McAtee Contra DeYoung on Christian Nationalism – IV

“Nationalism refers to a set of political and ethical commitments that arose at the end of the eighteenth century and was then shaped throughout the nineteenth century by romanticism and the industrial revolution.”
Kevin De Young
6 Questions for Christian Nationalists

The idea that Nationalism is what De Young says it is, is a fantasy. Nationalism has been around from Old Testament times. Nationalism is simply defined as the prioritizing of one’s people as descended from a common ancestor, sharing a common history, while owning a common religion. If De Young wants to talk about Modern Nationalism that is one thing but to suggest that Nationalism didn’t exist before Modern Nationalism is utter nonsense.

Ironically, by defining nationalism in terms of Jacobin thought, DeYoung is acting as a hostile witness against his own position. Because he admits his presuppositions on the subject lay aside the definition of nations found in genesis in favor of the definition cooked up by Liberal revolutionaries in direct defiance of Christianity. (Dan Brannan)
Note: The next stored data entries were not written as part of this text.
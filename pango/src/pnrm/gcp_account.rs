//! Google Cloud service accounts for the Panorama `gcp` plugin.

use panos_xml::XmlNode;
use serde::{Deserialize, Serialize};

use crate::codec::{era, Normalizer, Object, PluginObject, Specifier, Wire};
use crate::error::PangoError;
use crate::version::{installed_plugin, PluginInfo, Version};
use crate::wire::{entry_node, expect_tag, text, Emit};
use crate::xpath::{device_prefix, entry_xpath};

const KIND: &str = "gcp account";

pub const PLUGIN: &str = "gcp";

/// Lowest supported plugin release.
pub const MIN_PLUGIN_VERSION: Version = Version::new(1, 0, 0);

pub const CREDENTIAL_PROJECT: &str = "project";
pub const CREDENTIAL_GKE: &str = "gke";

#[derive(Debug, Clone, Default, PartialEq, Eq, Serialize, Deserialize)]
#[serde(default)]
pub struct GcpAccount {
    pub name: String,
    pub description: String,
    pub project_id: String,
    /// [`CREDENTIAL_PROJECT`] or [`CREDENTIAL_GKE`].
    pub credential_type: String,
    /// Service account JSON key.
    pub credential_file: String,
}

impl Object for GcpAccount {
    const KIND: &'static str = KIND;
    type Location = ();

    fn name(&self) -> &str {
        &self.name
    }

    fn name_mut(&mut self) -> &mut String {
        &mut self.name
    }

    fn xpath(_loc: &(), names: &[String]) -> Result<Vec<String>, PangoError> {
        let mut path = device_prefix();
        path.push("plugins".to_string());
        path.push(PLUGIN.to_string());
        path.push("gcp-account".to_string());
        path.push(entry_xpath(names));
        Ok(path)
    }

    fn versioning(_version: &Version) -> (Normalizer<Self>, Specifier<Self>) {
        era::<EntryV1>()
    }
}

impl PluginObject for GcpAccount {
    fn specify_for(&self, plugins: &[PluginInfo]) -> Result<(String, XmlNode), PangoError> {
        let plugin = installed_plugin(plugins, PLUGIN)
            .ok_or_else(|| PangoError::Plugin(format!("{PLUGIN} plugin is not installed")))?;
        let version = plugin.parsed_version()?;
        if !version.gte(&MIN_PLUGIN_VERSION) {
            return Err(PangoError::Plugin(format!(
                "{PLUGIN} plugin {version} is older than {MIN_PLUGIN_VERSION}"
            )));
        }
        let node = EntryV1::specify(self)?.encode();
        Ok((self.name.clone(), node))
    }
}

struct EntryV1(GcpAccount);

impl Wire for EntryV1 {
    type Entry = GcpAccount;

    fn specify(e: &GcpAccount) -> Result<Self, PangoError> {
        if e.credential_type != CREDENTIAL_PROJECT && e.credential_type != CREDENTIAL_GKE {
            return Err(PangoError::validation(format!(
                "{KIND} {:?}: credential type must be {CREDENTIAL_PROJECT:?} or {CREDENTIAL_GKE:?}",
                e.name
            )));
        }
        Ok(Self(e.clone()))
    }

    fn normalize(self) -> GcpAccount {
        self.0
    }

    fn decode(node: &XmlNode) -> Result<Self, PangoError> {
        expect_tag(node, "entry", KIND)?;
        let credential_type = node
            .get_child("service-account-cred-type")
            .and_then(|t| t.children.first())
            .map(|t| t.tag.clone())
            .unwrap_or_default();
        Ok(Self(GcpAccount {
            name: node.attribute("name").unwrap_or_default().to_string(),
            description: text(node, &["description"]),
            project_id: text(node, &["project-id"]),
            credential_type,
            credential_file: text(node, &["credential-file"]),
        }))
    }

    fn encode(&self) -> XmlNode {
        let a = &self.0;
        let mut node = entry_node(&a.name);
        node.text_el("description", &a.description);
        node.text_el("project-id", &a.project_id);
        if !a.credential_type.is_empty() {
            node.children.push(
                XmlNode::new("service-account-cred-type")
                    .child(XmlNode::new(a.credential_type.as_str())),
            );
        }
        node.text_el("credential-file", &a.credential_file);
        node
    }
}

#[cfg(test)]
mod tests {
    use pretty_assertions::assert_eq;

    use super::{GcpAccount, CREDENTIAL_PROJECT};
    use crate::error::PangoError;
    use crate::namespace::Plugin;
    use crate::testing::ScriptedClient;
    use crate::version::{PluginInfo, V9_0};

    fn gcp(version: &str) -> PluginInfo {
        PluginInfo {
            name: "gcp".to_string(),
            version: version.to_string(),
            installed: true,
            ..PluginInfo::default()
        }
    }

    fn account() -> GcpAccount {
        GcpAccount {
            name: "prod".to_string(),
            project_id: "acme-prod".to_string(),
            credential_type: CREDENTIAL_PROJECT.to_string(),
            credential_file: "{\"type\":\"service_account\"}".to_string(),
            ..GcpAccount::default()
        }
    }

    #[test]
    fn set_with_the_plugin_installed() {
        let client = ScriptedClient::new(V9_0).with_plugins(vec![gcp("1.0.2")]);
        let ns: Plugin<'_, GcpAccount> = Plugin::new(&client);
        ns.set(&(), &[account()]).expect("set");
        let call = &client.calls()[0];
        assert_eq!(
            call.xpath,
            "/config/devices/entry[@name='localhost.localdomain']/plugins/gcp/gcp-account"
        );
        assert!(call
            .element
            .contains("<service-account-cred-type><project/></service-account-cred-type>"));
    }

    #[test]
    fn missing_or_old_plugin_is_refused_without_io() {
        let client = ScriptedClient::new(V9_0);
        let ns: Plugin<'_, GcpAccount> = Plugin::new(&client);
        let err = ns.set(&(), &[account()]).expect_err("no plugin");
        assert!(matches!(err, PangoError::Plugin(_)));

        let client = ScriptedClient::new(V9_0).with_plugins(vec![gcp("0.9.1")]);
        let ns: Plugin<'_, GcpAccount> = Plugin::new(&client);
        let err = ns.edit(&(), &account()).expect_err("old plugin");
        assert!(err.to_string().contains("0.9.1"));
        assert!(client.calls().is_empty());
    }
}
McAtee Contra DeYoung on Christian Nationalism -III

“(2) The most prominent book making the case for Christian Nationalism, though not without some merits, has many serious problems, including a blurring of nation and ethnicity, a decentering of the importance of the church, a call for a “Christian prince” to “suppress the enemies of God” and to install a “measured theocratic Caesarism,” and a final section that rails against everything from living under a gynocracy to the presence of overweight PCA pastors who (presumably) have low testosterone and chug vegetable oil.”

Kevin De Young
6 Questions for Christian Nationalists

1.) In the Bible, the word “nation” derives from the Greek word ethnos which can be translated “the same race or nationality who share a distinctive culture.” https://www.wordnik.com/words/ethnos
The Latin roots of nation convey a similar idea with respect to ancestry. One is naci, which means “to be born.” The other is nationem, which the Oxford English Dictionary (2nd ed. 1989) defines as “breed, stock., race, nation.”
Nationalism, as the Bible conceives it, involves blood and lineage, not just culture and abstract ideals.
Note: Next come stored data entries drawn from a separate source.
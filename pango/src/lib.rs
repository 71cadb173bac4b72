//! Version-aware client for the PAN-OS and Panorama XML API.
//!
//! PAN-OS exposes its whole configuration as one XML tree addressed by
//! XPath. The same logical object (an address, a security rule, an ethernet
//! interface) has a different XML shape depending on the software release the
//! device runs. This library hides both problems: callers work with one
//! stable value type per kind, and the library picks the right schema era
//! for the connected device on every read and write.
//!
//! # Architecture
//!
//! ## Core
//!
//! - [`xpath`]: XPath construction for every location (vsys, shared,
//!   device group, template, template stack) and tree selection helpers
//! - [`codec`]: the per-kind contract of stable value, path builder and the
//!   version-dispatched normalizer/specifier pair
//! - [`wire`]: shared XML encoding helpers, raw passthrough of unmodeled
//!   subtrees, and response parsing
//! - [`version`]: PAN-OS versions and installed plugin records
//! - [`error`]: the [`PangoError`](error::PangoError) type
//!
//! ## Operations
//!
//! - [`namespace`]: Standard, Importable, Policy, Plugin and Singleton
//!   operation sets, generic over the kind
//! - [`client`]: the transport contract every namespace is written against
//! - [`offline`]: an in-memory device serving a saved configuration
//! - [`ops`]: commit, jobs, locks, licenses, logs, user-ID, registered IPs,
//!   hit counts and audit comments
//!
//! ## Kinds
//!
//! - [`objs`]: addresses, address groups, services, service groups, tags
//! - [`poli`]: security and NAT rules
//! - [`netw`]: interfaces, virtual routers, static routes, zones, ARP,
//!   IKE/IPsec crypto profiles
//! - [`dev`]: general settings, VM information sources, certificates
//! - [`pnrm`]: Panorama device groups, templates, template stacks and the
//!   GCP plugin account
//!
//! ## Utilities
//!
//! - [`settings`]: TOML settings for the command line tool
//!
//! # Example
//!
//! ```
//! use pango::namespace::Standard;
//! use pango::objs::{Address, AddressValue};
//! use pango::offline::OfflineDevice;
//! use pango::version::V9_0;
//! use pango::xpath::ObjectScope;
//!
//! let device = OfflineDevice::new(V9_0);
//! let addresses: Standard<'_, Address> = Standard::new(&device);
//! let web = Address {
//!     name: "web".to_string(),
//!     value: AddressValue::IpNetmask("10.0.0.10/32".to_string()),
//!     ..Address::default()
//! };
//! addresses.set(&ObjectScope::vsys("vsys1"), &[web.clone()]).unwrap();
//! assert_eq!(addresses.get(&ObjectScope::vsys("vsys1"), "web").unwrap(), web);
//! ```

pub mod client;
pub mod codec;
pub mod dev;
pub mod error;
pub mod namespace;
pub mod netw;
pub mod objs;
pub mod offline;
pub mod ops;
pub mod pnrm;
pub mod poli;
pub mod settings;
pub mod version;
pub mod wire;
pub mod xpath;

#[cfg(test)]
mod testing;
2.) De Young would have to give examples of where Stephen Wolfe de-centers the Church in Wolfe’s book for me to deal with that claim. I read Wolfe and I don’t recall a de-centering of the Church. However, I will say this, given the abysmal condition of the Church and clergy in the West today (including De Young) one could understand why Wolfe might well de-center the Church. If I could de-center the modern conservative Reformed church in the US today I certainly would.
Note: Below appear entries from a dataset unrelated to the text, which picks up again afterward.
//! XML primitives for talking to PAN-OS devices.
//!
//! PAN-OS exchanges configuration as XML fragments: `<entry name="x">` list
//! elements, `<member>` envelopes and plain text leaves. This crate models a
//! document as an owned [`XmlNode`] tree and provides the parse/write pair the
//! client uses on both sides of the wire, plus a handful of tree helpers
//! (nested lookup, attribute stripping, fragment parsing) that the codec
//! layer builds on.

pub mod parser;
pub mod tree;
pub mod writer;

pub use parser::{parse, parse_file, parse_fragment, ParseError};
pub use tree::XmlNode;
pub use writer::{write, write_file, write_pretty, WriteError};
use std::collections::BTreeMap;
use std::fmt::{self, Display, Formatter};

use quick_xml::escape::{escape, partial_escape};

/// A generic XML tree node.
#[derive(Debug, Clone, Default, PartialEq, Eq)]
pub struct XmlNode {
    /// Element tag name.
    pub tag: String,
    /// XML attributes keyed by name.
    pub attributes: BTreeMap<String, String>,
    /// Child elements.
    pub children: Vec<XmlNode>,
    /// Optional text content.
    pub text: Option<String>,
}

impl XmlNode {
    /// Create a new XML node with no attributes, children, or text.
    pub fn new(tag: impl Into<String>) -> Self {
        Self {
            tag: tag.into(),
            attributes: BTreeMap::new(),
            children: Vec::new(),
            text: None,
        }
    }

    /// Create a leaf node holding `text`.
    pub fn with_text(tag: impl Into<String>, text: impl Into<String>) -> Self {
        let mut node = Self::new(tag);
        node.text = Some(text.into());
        node
    }

    /// Builder-style attribute setter.
    pub fn attr(mut self, key: impl Into<String>, value: impl Into<String>) -> Self {
        self.attributes.insert(key.into(), value.into());
        self
    }

    /// Builder-style child append.
    pub fn child(mut self, child: XmlNode) -> Self {
        self.children.push(child);
        self
    }

    /// Return an attribute value.
    pub fn attribute(&self, key: &str) -> Option<&str> {
        self.attributes.get(key).map(String::as_str)
    }

    /// Return the first child with the provided tag.
    pub fn get_child(&self, tag: &str) -> Option<&XmlNode> {
        self.children.iter().find(|child| child.tag == tag)
    }

    /// Mutable variant of [`XmlNode::get_child`].
    pub fn get_child_mut(&mut self, tag: &str) -> Option<&mut XmlNode> {
        self.children.iter_mut().find(|child| child.tag == tag)
    }

    /// Return all children with the provided tag.
    pub fn get_children(&self, tag: &str) -> Vec<&XmlNode> {
        self.children
            .iter()
            .filter(|child| child.tag == tag)
            .collect()
    }

    /// Walk a nested child path and return terminal node text if found.
    pub fn get_text<'a>(&'a self, path: &[&str]) -> Option<&'a str> {
        self.find(path)?.text.as_deref()
    }

    /// Walk a nested child path and return the terminal node.
    ///
    /// An empty path returns `self`.
    pub fn find<'a>(&'a self, path: &[&str]) -> Option<&'a XmlNode> {
        let mut current = self;
        for segment in path {
            current = current.get_child(segment)?;
        }
        Some(current)
    }

    /// Depth-first search for every descendant with the given tag.
    pub fn descendants(&self, tag: &str) -> Vec<&XmlNode> {
        let mut out = Vec::new();
        collect_descendants(self, tag, &mut out);
        out
    }

    /// Get or create a child element with the given tag.
    pub fn ensure_child_mut(&mut self, tag: &str) -> &mut XmlNode {
        if let Some(idx) = self.children.iter().position(|c| c.tag == tag) {
            return &mut self.children[idx];
        }
        self.children.push(XmlNode::new(tag));
        let last = self.children.len() - 1;
        &mut self.children[last]
    }

    /// Recursively drop the named attributes from this node and its children.
    pub fn strip_attributes(&mut self, names: &[&str]) {
        for name in names {
            self.attributes.remove(*name);
        }
        for child in &mut self.children {
            child.strip_attributes(names);
        }
    }
}

fn collect_descendants<'a>(node: &'a XmlNode, tag: &str, out: &mut Vec<&'a XmlNode>) {
    for child in &node.children {
        if child.tag == tag {
            out.push(child);
        }
        collect_descendants(child, tag, out);
    }
}

/// Compact, escaped serialization; this is the form sent on the wire.
impl Display for XmlNode {
    fn fmt(&self, f: &mut Formatter<'_>) -> fmt::Result {
        write!(f, "<{}", self.tag)?;
        for (key, value) in &self.attributes {
            write!(f, " {}=\"{}\"", key, escape(value.as_str()))?;
        }

        if self.children.is_empty() && self.text.is_none() {
            return write!(f, "/>");
        }

        write!(f, ">")?;
        if let Some(text) = &self.text {
            write!(f, "{}", partial_escape(text.as_str()))?;
        }
        for child in &self.children {
            write!(f, "{}", child)?;
        }
        write!(f, "</{}>", self.tag)
    }
}

#[cfg(test)]
mod tests {
    use super::XmlNode;

    #[test]
    fn get_text_walks_nested_path() {
        let root = XmlNode::new("root")
            .child(XmlNode::new("parent").child(XmlNode::with_text("child", "value")));

        assert_eq!(root.get_text(&["parent", "child"]), Some("value"));
        assert!(root.find(&["parent", "missing"]).is_none());
    }

    #[test]
    fn display_is_compact_and_escaped() {
        let node = XmlNode::new("entry")
            .attr("name", "a&b")
            .child(XmlNode::with_text("description", "x < y"))
            .child(XmlNode::new("all"));

        assert_eq!(
            node.to_string(),
            r#"<entry name="a&amp;b"><description>x &lt; y</description><all/></entry>"#
        );
    }

    #[test]
    fn strip_attributes_is_recursive() {
        let mut node = XmlNode::new("arp")
            .attr("admin", "bob")
            .child(XmlNode::new("entry").attr("name", "1.1.1.1").attr("dirtyId", "3"));

        node.strip_attributes(&["admin", "dirtyId", "time"]);

        assert!(node.attributes.is_empty());
        assert_eq!(node.children[0].attribute("name"), Some("1.1.1.1"));
        assert_eq!(node.children[0].attributes.len(), 1);
    }

    #[test]
    fn descendants_searches_all_levels() {
        let root = XmlNode::new("payload")
            .child(XmlNode::new("login").child(XmlNode::new("entry").attr("user", "a")))
            .child(XmlNode::new("register").child(XmlNode::new("entry").attr("ip", "1.1.1.1")));

        assert_eq!(root.descendants("entry").len(), 2);
    }

    #[test]
    fn ensure_child_reuses_existing_tag() {
        let mut root = XmlNode::new("root").child(XmlNode::with_text("mtu", "1500"));
        root.ensure_child_mut("mtu").text = Some("9000".to_string());
        root.ensure_child_mut("comment").text = Some("x".to_string());

        assert_eq!(root.get_text(&["mtu"]), Some("9000"));
        assert_eq!(root.get_text(&["comment"]), Some("x"));
        assert_eq!(root.children.len(), 2);
    }
}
3.) If one reads the original Belgic Confession 36 or the original WCF on the subject of magistrate one would see that contained therein is, at least the beginnings, of the idea of a Christian Prince to suppress the enemies of God.

4.) I wonder if De Young has checked his testosterone levels lately?

McAtee Contra DeYoung on Christian Nationalism – II

“(1) There is still no shared understanding of what the term means. Many proponents equate Christian Nationalism with support for some kind of church establishment and for the use of the state’s coercive power in matters of religion. I am opposed to both of these things.”

Kevin DeYoung
6 Questions for Christian Nationalists

1.) While, as a Christian Nationalist, I would not necessarily require an established church, I would require a religious establishment and the religion that must be established is the Christian religion.

2.) This means, following the original Article 36 of the Belgic Confession of faith, I would require the state’s coercive power in favor of the Christian religion.

3.) I would also remind De Young that all States use coercive power in favor of the State’s religion of choice. In the US today the state religion is humanism and the State uses its coercive power in favor of humanism. This is seen in decisions in favor of sodomite marriage, in favor pulling prayer from schools, in favor of abortion. De Young is kidding himself that the State (all states) ever does NOT act with coercive power in favor of its religion.